I only ask for this because i know very little, and I would love some input on fantasy realm material. Bookaya! (no body's using it yet....)

Authoratatively yours,

Theophenes

Name: Alesyx Dishonored

Age: 70, or 16 human years

Type: Drow Druid

Personality: Shy and serious, with a romantic heart

Abilities: Grow Trees, Charm Animals, Call Guardian, Soothing Rain (a healing spell, weak).

History: Cast out by the Drow for practicing druidism, and given the last name of 'Dishonored'. Currently wandering.

Guardian: A small Dyrad whose bush she keeps in a bag of soil with the leaves sticking out. She calls on it when she is in danger and it posesses a wide variety of protective spells.

Items: A walking staff which doubles as her weapon, large cloak she wears in rain and uses as a tent, her bush tied to her waist, and a water skin.

Quirky enough for you? The exact opposite of what a Drow female is supposed to be. Add some detail to ake her your own, though.

Name: Squick Elge
Race: Half Orc
Profession: Warrior (or so he thinks)

History: Squick (or,as his friends like to call him, 'Mr. Elge") is a warrior of medium renown from a small village. Although he does not remember it, he was beaten severely as a child for....humming and "lying". Mr. Elge was the only one in the village who could carry a tune. Then, there was the "imagination thing". All that lying about heroes that never were. It was embarassing. It was always too easy to catch him in the lie.

He was beaten. Severely. It didn't kill him, it made him stronger.

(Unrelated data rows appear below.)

use std::path::Path;
use std::sync::Arc;

use chrono::Utc;
use parking_lot::Mutex;
use rusqlite::Connection;
use serde::{Deserialize, Serialize};
use tracing::field::{Field, Visit};
use tracing::span;
use tracing_subscriber::layer::Context;
use tracing_subscriber::Layer;

/// A log record persisted to SQLite.
#[derive(Clone, Debug, Serialize, Deserialize)]
pub struct LogRecord {
    pub id: i64,
    pub timestamp: String,
    pub level: String,
    pub target: String,
    pub message: String,
    pub fields: Option<String>,
    /// Correlation token of the run that logged this, if any.
    pub token: Option<String>,
    pub job_id: Option<String>,
}

/// Query parameters for searching persisted logs.
#[derive(Clone, Debug, Default)]
pub struct LogQuery {
    pub level: Option<String>,
    /// Substring of the target module path.
    pub target: Option<String>,
    pub token: Option<String>,
    /// RFC 3339 lower bound.
    pub since: Option<String>,
    pub limit: Option<u32>,
}

/// SQLite sink that persists warn+ logs.
pub struct SqliteLogSink {
    conn: Mutex<Connection>,
}

impl SqliteLogSink {
    pub fn new(db_path: &Path) -> Result<Self, rusqlite::Error> {
        if let Some(parent) = db_path.parent() {
            std::fs::create_dir_all(parent).ok();
        }
        Self::init(Connection::open(db_path)?)
    }

    pub fn in_memory() -> Result<Self, rusqlite::Error> {
        Self::init(Connection::open_in_memory()?)
    }

    fn init(conn: Connection) -> Result<Self, rusqlite::Error> {
        conn.execute_batch(
            "PRAGMA journal_mode = WAL;
             PRAGMA synchronous = NORMAL;
             CREATE TABLE IF NOT EXISTS logs (
                 id INTEGER PRIMARY KEY AUTOINCREMENT,
                 timestamp TEXT NOT NULL,
                 level TEXT NOT NULL,
                 target TEXT NOT NULL,
                 message TEXT NOT NULL,
                 fields TEXT,
                 token TEXT,
                 job_id TEXT
             );
             CREATE INDEX IF NOT EXISTS idx_logs_level ON logs(level);
             CREATE INDEX IF NOT EXISTS idx_logs_token ON logs(token);
             CREATE INDEX IF NOT EXISTS idx_logs_timestamp ON logs(timestamp);",
        )?;
        Ok(Self {
            conn: Mutex::new(conn),
        })
    }

    fn insert(&self, record: &LogInsert) {
        let conn = self.conn.lock();
        let _ = conn.execute(
            "INSERT INTO logs (timestamp, level, target, message, fields, token, job_id)
             VALUES (?1, ?2, ?3, ?4, ?5, ?6, ?7)",
            rusqlite::params![
                record.timestamp,
                record.level,
                record.target,
                record.message,
                record.fields,
                record.token,
                record.job_id,
            ],
        );
    }

    pub fn query(&self, q: &LogQuery) -> Result<Vec<LogRecord>, rusqlite::Error> {
        let conn = self.conn.lock();
        let mut sql = String::from(
            "SELECT id, timestamp, level, target, message, fields, token, job_id FROM logs WHERE 1=1",
        );
        let mut params: Vec<Box<dyn rusqlite::types::ToSql>> = Vec::new();

        if let Some(level) = &q.level {
            sql.push_str(&format!(" AND level = ?{}", params.len() + 1));
            params.push(Box::new(level.to_uppercase()));
        }
        if let Some(target) = &q.target {
            sql.push_str(&format!(" AND target LIKE ?{}", params.len() + 1));
            params.push(Box::new(format!("%{target}%")));
        }
        if let Some(token) = &q.token {
            sql.push_str(&format!(" AND token = ?{}", params.len() + 1));
            params.push(Box::new(token.clone()));
        }
        if let Some(since) = &q.since {
            sql.push_str(&format!(" AND timestamp >= ?{}", params.len() + 1));
            params.push(Box::new(since.clone()));
        }

        sql.push_str(" ORDER BY id DESC");
        sql.push_str(&format!(" LIMIT {}", q.limit.unwrap_or(100)));

        let param_refs: Vec<&dyn rusqlite::types::ToSql> = params.iter().map(|p| p.as_ref()).collect();
        let mut stmt = conn.prepare(&sql)?;
        let rows = stmt.query_map(param_refs.as_slice(), |row| {
            Ok(LogRecord {
                id: row.get(0)?,
                timestamp: row.get(1)?,
                level: row.get(2)?,
                target: row.get(3)?,
                message: row.get(4)?,
                fields: row.get(5)?,
                token: row.get(6)?,
                job_id: row.get(7)?,
            })
        })?;

        rows.collect()
    }

    pub fn count(&self) -> Result<i64, rusqlite::Error> {
        let conn = self.conn.lock();
        conn.query_row("SELECT COUNT(*) FROM logs", [], |row| row.get(0))
    }
}

struct LogInsert {
    timestamp: String,
    level: String,
    target: String,
    message: String,
    fields: Option<String>,
    token: Option<String>,
    job_id: Option<String>,
}

/// tracing Layer that writes warn+ events to SQLite.
pub struct SqliteLogLayer {
    sink: Arc<SqliteLogSink>,
}

impl SqliteLogLayer {
    pub fn new(sink: Arc<SqliteLogSink>) -> Self {
        Self { sink }
    }
}

/// Visitor that extracts fields from a tracing event or span.
#[derive(Default)]
struct FieldVisitor {
    message: Option<String>,
    fields: serde_json::Map<String, serde_json::Value>,
    token: Option<String>,
    job_id: Option<String>,
}

impl FieldVisitor {
    fn routing(&mut self, name: &str, value: String) -> Option<String> {
        match name {
            "token" => self.token = Some(value),
            "job_id" => self.job_id = Some(value),
            _ => return Some(value),
        }
        None
    }
}

impl Visit for FieldVisitor {
    fn record_debug(&mut self, field: &Field, value: &dyn std::fmt::Debug) {
        let val = format!("{:?}", value);
        if field.name() == "message" {
            self.message = Some(val);
            return;
        }
        if let Some(val) = self.routing(field.name(), val.trim_matches('"').to_string()) {
            self.fields
                .insert(field.name().to_string(), serde_json::Value::String(val));
        }
    }

    fn record_str(&mut self, field: &Field, value: &str) {
        if field.name() == "message" {
            self.message = Some(value.to_string());
            return;
        }
        if let Some(val) = self.routing(field.name(), value.to_string()) {
            self.fields
                .insert(field.name().to_string(), serde_json::Value::String(val));
        }
    }

    fn record_i64(&mut self, field: &Field, value: i64) {
        if field.name() == "job_id" {
            self.job_id = Some(value.to_string());
            return;
        }
        self.fields
            .insert(field.name().to_string(), serde_json::Value::Number(value.into()));
    }

    fn record_u64(&mut self, field: &Field, value: u64) {
        self.fields
            .insert(field.name().to_string(), serde_json::Value::Number(value.into()));
    }

    fn record_f64(&mut self, field: &Field, value: f64) {
        if let Some(n) = serde_json::Number::from_f64(value) {
            self.fields
                .insert(field.name().to_string(), serde_json::Value::Number(n));
        }
    }

    fn record_bool(&mut self, field: &Field, value: bool) {
        self.fields
            .insert(field.name().to_string(), serde_json::Value::Bool(value));
    }
}

impl<S> Layer<S> for SqliteLogLayer
where
    S: tracing::Subscriber + for<'a> tracing_subscriber::registry::LookupSpan<'a>,
{
    fn on_event(&self, event: &tracing::Event<'_>, ctx: Context<'_, S>) {
        // Only persist WARN and above
        let level = *event.metadata().level();
        if level > tracing::Level::WARN {
            return;
        }

        let mut visitor = FieldVisitor::default();
        event.record(&mut visitor);

        // Inherit token/job_id from the nearest enclosing span that has them.
        if visitor.token.is_none() || visitor.job_id.is_none() {
            if let Some(scope) = ctx.event_scope(event) {
                for span in scope {
                    let extensions = span.extensions();
                    if let Some(fields) = extensions.get::<SpanFields>() {
                        if visitor.token.is_none() {
                            visitor.token.clone_from(&fields.token);
                        }
                        if visitor.job_id.is_none() {
                            visitor.job_id.clone_from(&fields.job_id);
                        }
                    }
                }
            }
        }

        let fields = (!visitor.fields.is_empty())
            .then(|| serde_json::to_string(&visitor.fields).unwrap_or_default());

        self.sink.insert(&LogInsert {
            timestamp: Utc::now().to_rfc3339(),
            level: level.to_string().to_uppercase(),
            target: event.metadata().target().to_string(),
            message: visitor.message.unwrap_or_default(),
            fields,
            token: visitor.token,
            job_id: visitor.job_id,
        });
    }

    fn on_new_span(&self, attrs: &span::Attributes<'_>, id: &span::Id, ctx: Context<'_, S>) {
        let mut visitor = FieldVisitor::default();
        attrs.record(&mut visitor);

        if visitor.token.is_some() || visitor.job_id.is_some() {
            if let Some(span) = ctx.span(id) {
                span.extensions_mut().insert(SpanFields {
                    token: visitor.token,
                    job_id: visitor.job_id,
                });
            }
        }
    }
}

/// Stored on spans to propagate token / job_id to child events.
struct SpanFields {
    token: Option<String>,
    job_id: Option<String>,
}

#[cfg(test)]
mod tests {
    use super::*;
    use tracing_subscriber::layer::SubscriberExt;

    fn capture(sink: &Arc<SqliteLogSink>, f: impl FnOnce()) {
        let subscriber = tracing_subscriber::registry().with(SqliteLogLayer::new(sink.clone()));
        tracing::subscriber::with_default(subscriber, f);
    }

    #[test]
    fn only_warn_and_above_are_persisted() {
        let sink = Arc::new(SqliteLogSink::in_memory().unwrap());
        capture(&sink, || {
            tracing::info!("progress");
            tracing::warn!(attempt = 2, "retrying after error");
            tracing::error!("gave up");
        });

        assert_eq!(sink.count().unwrap(), 2);
        let errors = sink
            .query(&LogQuery {
                level: Some("error".into()),
                ..Default::default()
            })
            .unwrap();
        assert_eq!(errors.len(), 1);
        assert_eq!(errors[0].message, "gave up");
    }

    #[test]
    fn token_is_inherited_from_span() {
        let sink = Arc::new(SqliteLogSink::in_memory().unwrap());
        capture(&sink, || {
            let span = tracing::info_span!("run", token = "run_abc", job_id = 7_i64);
            let _guard = span.enter();
            tracing::warn!(prompt = 3, "prompt failed");
        });
        capture(&sink, || tracing::warn!(token = "run_other", "unrelated"));

        let records = sink
            .query(&LogQuery {
                token: Some("run_abc".into()),
                ..Default::default()
            })
            .unwrap();
        assert_eq!(records.len(), 1);
        assert_eq!(records[0].job_id.as_deref(), Some("7"));
        assert_eq!(records[0].fields.as_deref(), Some(r#"{"prompt":3}"#));
    }

    #[test]
    fn query_by_target_and_limit() {
        let sink = Arc::new(SqliteLogSink::in_memory().unwrap());
        capture(&sink, || {
            tracing::warn!(target: "tome_llm::gemini", "rate limited");
            tracing::warn!(target: "tome_store::jobs", "slow query");
            tracing::warn!(target: "tome_llm::retry", "retrying");
        });

        let llm = sink
            .query(&LogQuery {
                target: Some("tome_llm".into()),
                ..Default::default()
            })
            .unwrap();
        assert_eq!(llm.len(), 2);
        assert_eq!(llm[0].message, "retrying", "newest first");

        let limited = sink
            .query(&LogQuery {
                limit: Some(1),
                ..Default::default()
            })
            .unwrap();
        assert_eq!(limited.len(), 1);
    }

    #[test]
    fn file_sink_creates_parent_dirs() {
        let dir = tempfile::tempdir().unwrap();
        let path = dir.path().join("nested").join("logs.db");
        let sink = SqliteLogSink::new(&path).unwrap();
        assert_eq!(sink.count().unwrap(), 0);
        assert!(path.exists());
    }
}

So now he's all grown up. He knows he should be happy being a warrior, but he's not. He as a calling, he just doesn't know what it is yet. So he contents himself with bashing skulls (which he is good at) and chasing skirts (which he is lousy at).

If you listen closely, in the small hours, you can hear him humming as he dreams.

The blood from his non-orc side (Mom never admitted who Dad was, but she always smiles. wistfully. This is followed by a screed about how unreliable men are) is from a line of talented Bards.

Which is now part of his curse.

Whenever he hears a song or a story, he must hear at least two more from that person (friend or foe). Or he will get very, very angry (berserker strength).

As soon as he figures out what he *really* is (and he's going to be conflicted: some scars never heal), and when he *accepts* what he really is, he will advance twice as fast as a Bard than normal, and his base charisma doubles (mothers, hide yer daughters). He'll only be comfortable as a bard for so long, however, before going back to being a mediocre warrior. The better he becomes as a bard, the more uncomfortable he will become, the shorter a time he will spend as a bard. Which is mighter, the sword, or the song?

Yes. His father is a Bard, and still alive. The song he composed about Squick's conception starts:

"Of course I will woo thee, my darling, my dear!",
I would slay my own mother, so deep was my fear.

Name: Sir Cedric de Burgoune.
Class: Paladin.
Race: Zombie (Human).
Age: Um...Rotty?

Personality: Quixotic, a relic of a lost age. Cedric is confused by the world he's been brought back to and the current state he himself is in. Even still, he's brave and resolute, ready to draw blade against any and all that might do harm to the innocent. The standard paladin, really.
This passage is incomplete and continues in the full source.